Depuis 2006, les comptes de la production agricole sont présentés hors subventions sur les produits pour tenir compte de l’arrivée des DPU.
Après 5 années de hausse, les productions végétales sont en léger repli, -2,6 % sur 2007, suite à un recul sévère des céréales.
Malgré des récoltes en hausse de 20 %, le reflux du prix des céréales a fait chuter la production de près de 18 %.
A l’inverse les plantes industrielles et fourragères gagnent presque 10 %. Les produits maraichers et horticoles varient peu tandis que les fruits progressent de plus de 6 % malgré de petites récoltes surtout en poires et en pêches, largement compensées par des prix trés fermes.

La production animale augmente de près de 10 % grâce à des marchés mieux orientésque l’année précédente. Elle gagne 17 % en élevage bovins surtout à cause d’un plus grand nombre de bêtes vendues, mais perd presque 7 % pour les autres animaux.
L’année est favorable aux aviculteurs qui retrouvent des marges.

Dans le domaine laitier, l’augmentation du prix du lait jusqu’en septembre 2008 permet de gagner 14 % sur 2007.
En définitive, la production totale hors subvention progresse de près de 2 %, passant de 496 à 506 millions d’euros pour le département.

Forte baisse du revenu agricole

Après les fortes hausses de 2006 et 2007, le revenu net d’entreprise agricole par actif non salarié pour le département de l’Isère repart à la baisse en 2008. Il chute de 33,5 % en termes réels.
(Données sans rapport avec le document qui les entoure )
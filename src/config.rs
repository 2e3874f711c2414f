//! Startup configuration.
//!
//! The API key and the three conversation texts are resolved once, before the
//! first render, from an ordered list of [`ConfigSource`]s.  The first source
//! that provides every key wins.  A source that does not exist, or that is
//! missing keys, is skipped; any other failure while reading a source aborts
//! the load.

use std::collections::HashMap;
use std::fmt;
use std::io;

use tracing::{debug, info};
use utf8path::Path;

use crate::error::{Error, Result};

/// Key holding the provider API key.
pub const API_KEY: &str = "GROQ_API_KEY";

/// Key holding the greeting shown as the first assistant turn.
pub const GREETING: &str = "INITIAL_RESPONSE";

/// Key holding the assistant message sent ahead of every transcript.
pub const SEED_ASSISTANT_MESSAGE: &str = "INITIAL_MSG";

/// Key holding the system context sent ahead of every transcript.
pub const SYSTEM_CONTEXT: &str = "CHAT_CONTEXT";

/// Every key a source must provide to resolve.
pub const REQUIRED_KEYS: [&str; 4] = [API_KEY, GREETING, SEED_ASSISTANT_MESSAGE, SYSTEM_CONTEXT];

/// Default dotenv file, for local development.
pub const DEFAULT_ENV_FILE: &str = ".env";

/// Default secrets file, for deployments.
pub const DEFAULT_SECRETS_FILE: &str = "secrets.toml";

/// The provider API key.  Never printed.
#[derive(Clone, PartialEq, Eq)]
pub struct ApiKey(String);

impl ApiKey {
    /// Wrap a key.
    pub fn new(key: impl Into<String>) -> Self {
        Self(key.into())
    }

    /// The key itself, for building the authorization header.
    pub fn expose(&self) -> &str {
        &self.0
    }
}

impl fmt::Debug for ApiKey {
    fn fmt(&self, f: &mut fmt::Formatter<'_>) -> fmt::Result {
        f.write_str("ApiKey(****)")
    }
}

impl fmt::Display for ApiKey {
    fn fmt(&self, f: &mut fmt::Formatter<'_>) -> fmt::Result {
        f.write_str("****")
    }
}

/// Resolved configuration.  Read-only for the rest of the process.
#[derive(Debug, Clone, PartialEq, Eq)]
pub struct Configuration {
    /// Provider API key.
    pub api_key: ApiKey,

    /// Greeting shown as the first assistant turn of a session.
    pub greeting: String,

    /// Assistant message sent after the system context on every request.
    pub seed_assistant_message: String,

    /// System context sent first on every request.
    pub system_context: String,
}

impl Configuration {
    /// Creates a configuration from its parts.
    pub fn new(
        api_key: ApiKey,
        greeting: impl Into<String>,
        seed_assistant_message: impl Into<String>,
        system_context: impl Into<String>,
    ) -> Self {
        Self {
            api_key,
            greeting: greeting.into(),
            seed_assistant_message: seed_assistant_message.into(),
            system_context: system_context.into(),
        }
    }

    fn from_values(values: &mut HashMap<String, String>) -> Option<Self> {
        let api_key = values.remove(API_KEY)?;
        let greeting = values.remove(GREETING)?;
        let seed_assistant_message = values.remove(SEED_ASSISTANT_MESSAGE)?;
        let system_context = values.remove(SYSTEM_CONTEXT)?;
        Some(Self::new(
            ApiKey::new(api_key),
            greeting,
            seed_assistant_message,
            system_context,
        ))
    }
}

/// A place configuration values can come from.
#[derive(Debug, Clone, PartialEq, Eq)]
pub enum ConfigSource {
    /// A dotenv-format `KEY=value` file.
    EnvFile(Path<'static>),

    /// A TOML file with the keys as top-level string values.
    SecretsFile(Path<'static>),

    /// The environment of this process.
    ProcessEnv,
}

impl ConfigSource {
    /// A dotenv file source.
    pub fn env_file(path: impl AsRef<str>) -> Self {
        ConfigSource::EnvFile(Path::from(path.as_ref()).into_owned())
    }

    /// A secrets file source.
    pub fn secrets_file(path: impl AsRef<str>) -> Self {
        ConfigSource::SecretsFile(Path::from(path.as_ref()).into_owned())
    }

    /// Read the required keys this source has.
    ///
    /// Returns `Ok(None)` when the source is unavailable.
    fn read(&self) -> Result<Option<HashMap<String, String>>> {
        match self {
            ConfigSource::EnvFile(path) => read_env_file(path),
            ConfigSource::SecretsFile(path) => read_secrets_file(path),
            ConfigSource::ProcessEnv => Ok(Some(
                REQUIRED_KEYS
                    .iter()
                    .filter_map(|key| std::env::var(key).ok().map(|v| (key.to_string(), v)))
                    .collect(),
            )),
        }
    }
}

impl fmt::Display for ConfigSource {
    fn fmt(&self, f: &mut fmt::Formatter<'_>) -> fmt::Result {
        match self {
            ConfigSource::EnvFile(path) => write!(f, "env file {}", path.as_str()),
            ConfigSource::SecretsFile(path) => write!(f, "secrets file {}", path.as_str()),
            ConfigSource::ProcessEnv => f.write_str("process environment"),
        }
    }
}

fn read_env_file(path: &Path) -> Result<Option<HashMap<String, String>>> {
    let text = match std::fs::read_to_string(path.as_str()) {
        Ok(text) => text,
        Err(err) if err.kind() == io::ErrorKind::NotFound => return Ok(None),
        Err(err) => {
            return Err(Error::io(
                format!("could not read {}", path.as_str()),
                err,
            ));
        }
    };
    let normalized = quote_bare_values(&text);
    let mut values = HashMap::new();
    for item in dotenvy::from_read_iter(normalized.as_bytes()) {
        let (key, value) = item.map_err(|err| {
            Error::configuration(
                format!("could not parse {}: {err}", path.as_str()),
                vec![],
            )
        })?;
        if REQUIRED_KEYS.contains(&key.as_str()) {
            values.insert(key, value);
        }
    }
    Ok(Some(values))
}

/// Rewrite `KEY=some free text` lines into single-quoted values dotenvy accepts.
///
/// Unquoted values run to the end of the line or to a ` #` comment, keep
/// inner whitespace, and are taken literally.  Quoted values, including ones
/// spanning several lines, are left alone.
fn quote_bare_values(text: &str) -> String {
    let mut out = String::with_capacity(text.len());
    let mut open_quote: Option<char> = None;
    for line in text.lines() {
        if let Some(quote) = open_quote {
            if closes(line, quote) {
                open_quote = None;
            }
            out.push_str(line);
            out.push('\n');
            continue;
        }
        let trimmed = line.trim_start();
        let assignment = trimmed.strip_prefix("export ").unwrap_or(trimmed);
        let split = assignment.split_once('=').filter(|_| !trimmed.starts_with('#'));
        let Some((key, value)) = split else {
            out.push_str(line);
            out.push('\n');
            continue;
        };
        let value = value.trim_start();
        match value.chars().next() {
            Some(quote @ ('"' | '\'')) => {
                if !closes(&value[1..], quote) {
                    open_quote = Some(quote);
                }
                out.push_str(line);
            }
            _ => {
                let value = strip_inline_comment(value).trim_end();
                out.push_str(key.trim());
                out.push('=');
                if !value.is_empty() {
                    out.push('\'');
                    out.push_str(&value.replace('\'', r"'\''"));
                    out.push('\'');
                }
            }
        }
        out.push('\n');
    }
    out
}

/// Whether `rest` contains the quote that ends a value opened with `quote`.
fn closes(rest: &str, quote: char) -> bool {
    let mut escaped = false;
    for c in rest.chars() {
        if escaped {
            escaped = false;
        } else if c == '\\' && quote == '"' {
            escaped = true;
        } else if c == quote {
            return true;
        }
    }
    false
}

fn strip_inline_comment(value: &str) -> &str {
    let mut prev_space = false;
    for (i, c) in value.char_indices() {
        if c == '#' && prev_space {
            return &value[..i];
        }
        prev_space = c.is_whitespace();
    }
    value
}

fn read_secrets_file(path: &Path) -> Result<Option<HashMap<String, String>>> {
    let text = match std::fs::read_to_string(path.as_str()) {
        Ok(text) => text,
        Err(err) if err.kind() == io::ErrorKind::NotFound => return Ok(None),
        Err(err) => {
            return Err(Error::io(
                format!("could not read {}", path.as_str()),
                err,
            ));
        }
    };
    let table: toml::Table = toml::from_str(&text).map_err(|err| {
        Error::configuration(
            format!("could not parse {}: {err}", path.as_str()),
            vec![],
        )
    })?;
    let mut values = HashMap::new();
    for key in REQUIRED_KEYS {
        match table.get(key) {
            Some(toml::Value::String(value)) => {
                values.insert(key.to_string(), value.clone());
            }
            Some(_) => {
                return Err(Error::configuration(
                    format!("{key} in {} must be a string", path.as_str()),
                    vec![],
                ));
            }
            None => {}
        }
    }
    Ok(Some(values))
}

/// Resolves a [`Configuration`] from an ordered list of sources.
#[derive(Debug, Clone, Default, PartialEq, Eq)]
pub struct ConfigLoader {
    sources: Vec<ConfigSource>,
}

impl ConfigLoader {
    /// A loader with no sources.
    pub fn new() -> Self {
        Self::default()
    }

    /// The `.env` file, then `secrets.toml`, then the process environment.
    pub fn with_default_sources() -> Self {
        Self::new()
            .with_source(ConfigSource::env_file(DEFAULT_ENV_FILE))
            .with_source(ConfigSource::secrets_file(DEFAULT_SECRETS_FILE))
            .with_source(ConfigSource::ProcessEnv)
    }

    /// Add a source after the existing ones.
    pub fn with_source(mut self, source: ConfigSource) -> Self {
        self.sources.push(source);
        self
    }

    /// The sources in the order they are tried.
    pub fn sources(&self) -> &[ConfigSource] {
        &self.sources
    }

    /// Try each source in turn and return the first complete configuration.
    ///
    /// # Errors
    ///
    /// Returns `Error::Configuration` if no source provides every key, or the
    /// error of the first source that exists but cannot be read.
    pub fn load(&self) -> Result<Configuration> {
        let mut seen: Vec<&str> = Vec::new();
        for source in &self.sources {
            let Some(mut values) = source.read()? else {
                debug!(%source, "configuration source unavailable");
                continue;
            };
            if values.get(API_KEY).is_some_and(|key| key.trim().is_empty()) {
                values.remove(API_KEY);
            }
            for key in REQUIRED_KEYS {
                if values.contains_key(key) && !seen.contains(&key) {
                    seen.push(key);
                }
            }
            if let Some(config) = Configuration::from_values(&mut values) {
                info!(%source, "configuration resolved");
                return Ok(config);
            }
            debug!(%source, "configuration source incomplete");
        }
        let missing: Vec<String> = REQUIRED_KEYS
            .iter()
            .filter(|key| !seen.contains(*key))
            .map(|key| key.to_string())
            .collect();
        let message = if missing.iter().any(|key| key == API_KEY) {
            format!("{API_KEY} not found in any configuration source")
        } else if missing.is_empty() {
            "no single configuration source provides every key".to_string()
        } else {
            "configuration incomplete in every source".to_string()
        };
        Err(Error::configuration(message, missing))
    }
}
Cette baisse est comparable à celle de la région Rhône-Alpes (- 32,1 %) à seule la Haute-Savoie est moins touchée (-7,7 %).
Sur l’ensemble de l’hexagone, l’année 2008 est difficile dans la majorité des filières et pour presque toutes les régions de France, mais le repli est plus limité (- 20,5 %).
L’année 2008 est pénalisée par la forte croissance des couts de production qui résulte en premier lieu de la flambée des cours des engrais et des produits pétroliers, ensuite de l’envolée des prix des aliments pour animaux.